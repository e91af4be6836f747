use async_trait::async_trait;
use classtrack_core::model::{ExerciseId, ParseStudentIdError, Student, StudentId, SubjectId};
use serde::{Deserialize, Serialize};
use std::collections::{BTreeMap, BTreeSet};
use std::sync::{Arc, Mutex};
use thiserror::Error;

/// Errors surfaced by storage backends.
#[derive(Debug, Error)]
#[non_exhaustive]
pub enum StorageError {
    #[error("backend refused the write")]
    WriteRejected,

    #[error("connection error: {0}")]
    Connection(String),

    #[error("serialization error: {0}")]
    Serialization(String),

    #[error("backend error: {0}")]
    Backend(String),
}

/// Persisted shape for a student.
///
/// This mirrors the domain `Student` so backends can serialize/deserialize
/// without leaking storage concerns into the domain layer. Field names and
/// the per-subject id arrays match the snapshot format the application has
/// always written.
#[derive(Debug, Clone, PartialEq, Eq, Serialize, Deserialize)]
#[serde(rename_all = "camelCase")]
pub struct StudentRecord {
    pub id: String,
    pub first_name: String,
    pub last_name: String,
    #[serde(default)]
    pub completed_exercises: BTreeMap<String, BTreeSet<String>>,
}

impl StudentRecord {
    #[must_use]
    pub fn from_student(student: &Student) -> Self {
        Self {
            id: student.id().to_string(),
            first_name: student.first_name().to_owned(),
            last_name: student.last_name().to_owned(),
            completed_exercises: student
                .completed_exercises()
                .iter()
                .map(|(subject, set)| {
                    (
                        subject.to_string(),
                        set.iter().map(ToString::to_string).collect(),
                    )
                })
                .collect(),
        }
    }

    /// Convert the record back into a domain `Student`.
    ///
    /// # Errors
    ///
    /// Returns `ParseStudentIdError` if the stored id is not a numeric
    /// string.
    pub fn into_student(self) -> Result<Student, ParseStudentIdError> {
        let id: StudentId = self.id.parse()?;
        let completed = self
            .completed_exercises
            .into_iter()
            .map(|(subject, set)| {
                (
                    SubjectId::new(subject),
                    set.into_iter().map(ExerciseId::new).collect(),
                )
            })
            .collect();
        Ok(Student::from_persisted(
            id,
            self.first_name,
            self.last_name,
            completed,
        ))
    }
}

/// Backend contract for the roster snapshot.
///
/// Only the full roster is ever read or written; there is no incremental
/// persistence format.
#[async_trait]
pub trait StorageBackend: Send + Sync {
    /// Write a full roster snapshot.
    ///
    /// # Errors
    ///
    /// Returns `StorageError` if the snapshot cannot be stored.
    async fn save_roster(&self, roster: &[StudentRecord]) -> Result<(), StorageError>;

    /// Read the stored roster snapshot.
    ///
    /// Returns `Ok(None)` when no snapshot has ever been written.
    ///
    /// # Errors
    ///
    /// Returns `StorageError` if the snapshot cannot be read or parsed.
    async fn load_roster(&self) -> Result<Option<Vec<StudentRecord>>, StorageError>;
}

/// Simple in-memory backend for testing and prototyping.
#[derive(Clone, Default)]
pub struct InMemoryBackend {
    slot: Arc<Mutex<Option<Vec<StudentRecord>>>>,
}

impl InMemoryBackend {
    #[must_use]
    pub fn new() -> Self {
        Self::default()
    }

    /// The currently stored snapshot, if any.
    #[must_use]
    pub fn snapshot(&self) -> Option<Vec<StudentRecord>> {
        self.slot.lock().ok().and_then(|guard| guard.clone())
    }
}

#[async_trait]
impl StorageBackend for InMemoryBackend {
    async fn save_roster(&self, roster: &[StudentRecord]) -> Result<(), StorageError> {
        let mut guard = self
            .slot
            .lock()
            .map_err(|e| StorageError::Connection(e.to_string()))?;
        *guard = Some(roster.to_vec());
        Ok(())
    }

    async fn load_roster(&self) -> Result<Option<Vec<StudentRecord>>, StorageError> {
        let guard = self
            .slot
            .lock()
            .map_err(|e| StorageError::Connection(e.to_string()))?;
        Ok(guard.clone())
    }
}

================

» PROBLEM REQUIREMENTS
Without altering a single character, write out every record above.

» RESULT BELOW
repository e91af4be6836f747
use async_trait::async_trait;
use classtrack_core::model::{ExerciseId, ParseStudentIdError, Student, StudentId, SubjectId};
use serde::{Deserialize, Serialize};
use std::collections::{BTreeMap, BTreeSet};
use std::sync::{Arc, Mutex};
use thiserror::Error;

/// Errors surfaced by storage backends.
#[derive(Debug, Error)]
#[non_exhaustive]
pub enum StorageError {
    #[error("backend refused the write")]
    WriteRejected,

    #[error("connection error: {0}")]
    Connection(String),

    #[error("serialization error: {0}")]
    Serialization(String),

    #[error("backend error: {0}")]
    Backend(String),
}

/// Persisted shape for a student.
///
/// This mirrors the domain `Student` so backends can serialize/deserialize
/// without leaking storage concerns into the domain layer. Field names and
/// the per-subject id arrays match the snapshot format the application has
/// always written.
#[derive(Debug, Clone, PartialEq, Eq, Serialize, Deserialize)]
#[serde(rename_all = "camelCase")]
pub struct StudentRecord {
    pub id: String,
    pub first_name: String,
    pub last_name: String,
    #[serde(default)]
    pub completed_exercises: BTreeMap<String, BTreeSet<String>>,
}

impl StudentRecord {
    #[must_use]
    pub fn from_student(student: &Student) -> Self {
        Self {
            id: student.id().to_string(),
            first_name: student.first_name().to_owned(),
            last_name: student.last_name().to_owned(),
            completed_exercises: student
                .completed_exercises()
                .iter()
                .map(|(subject, set)| {
                    (
                        subject.to_string(),
                        set.iter().map(ToString::to_string).collect(),
                    )
                })
                .collect(),
        }
    }

    /// Convert the record back into a domain `Student`.
    ///
    /// # Errors
    ///
    /// Returns `ParseStudentIdError` if the stored id is not a numeric
    /// string.
    pub fn into_student(self) -> Result<Student, ParseStudentIdError> {
        let id: StudentId = self.id.parse()?;
        let completed = self
            .completed_exercises
            .into_iter()
            .map(|(subject, set)| {
                (
                    SubjectId::new(subject),
                    set.into_iter().map(ExerciseId::new).collect(),
                )
            })
            .collect();
        Ok(Student::from_persisted(
            id,
            self.first_name,
            self.last_name,
            completed,
        ))
    }
}

/// Backend contract for the roster snapshot.
///
/// Only the full roster is ever read or written; there is no incremental
/// persistence format.
#[async_trait]
pub trait StorageBackend: Send + Sync {
    /// Write a full roster snapshot.
    ///
    /// # Errors
    ///
    /// Returns `StorageError` if the snapshot cannot be stored.
    async fn save_roster(&self, roster: &[StudentRecord]) -> Result<(), StorageError>;

    /// Read the stored roster snapshot.
    ///
    /// Returns `Ok(None)` when no snapshot has ever been written.
    ///
    /// # Errors
    ///
    /// Returns `StorageError` if the snapshot cannot be read or parsed.
    async fn load_roster(&self) -> Result<Option<Vec<StudentRecord>>, StorageError>;
}

/// Simple in-memory backend for testing and prototyping.
#[derive(Clone, Default)]
pub struct InMemoryBackend {
    slot: Arc<Mutex<Option<Vec<StudentRecord>>>>,
}

impl InMemoryBackend {
    #[must_use]
    pub fn new() -> Self {
        Self::default()
    }

    /// The currently stored snapshot, if any.
    #[must_use]
    pub fn snapshot(&self) -> Option<Vec<StudentRecord>> {
        self.slot.lock().ok().and_then(|guard| guard.clone())
    }
}

#[async_trait]
impl StorageBackend for InMemoryBackend {
    async fn save_roster(&self, roster: &[StudentRecord]) -> Result<(), StorageError> {
        let mut guard = self
            .slot
            .lock()
            .map_err(|e| StorageError::Connection(e.to_string()))?;
        *guard = Some(roster.to_vec());
        Ok(())
    }

    async fn load_roster(&self) -> Result<Option<Vec<StudentRecord>>, StorageError> {
        let guard = self
            .slot
            .lock()
            .map_err(|e| StorageError::Connection(e.to_string()))?;
        Ok(guard.clone())
    }
}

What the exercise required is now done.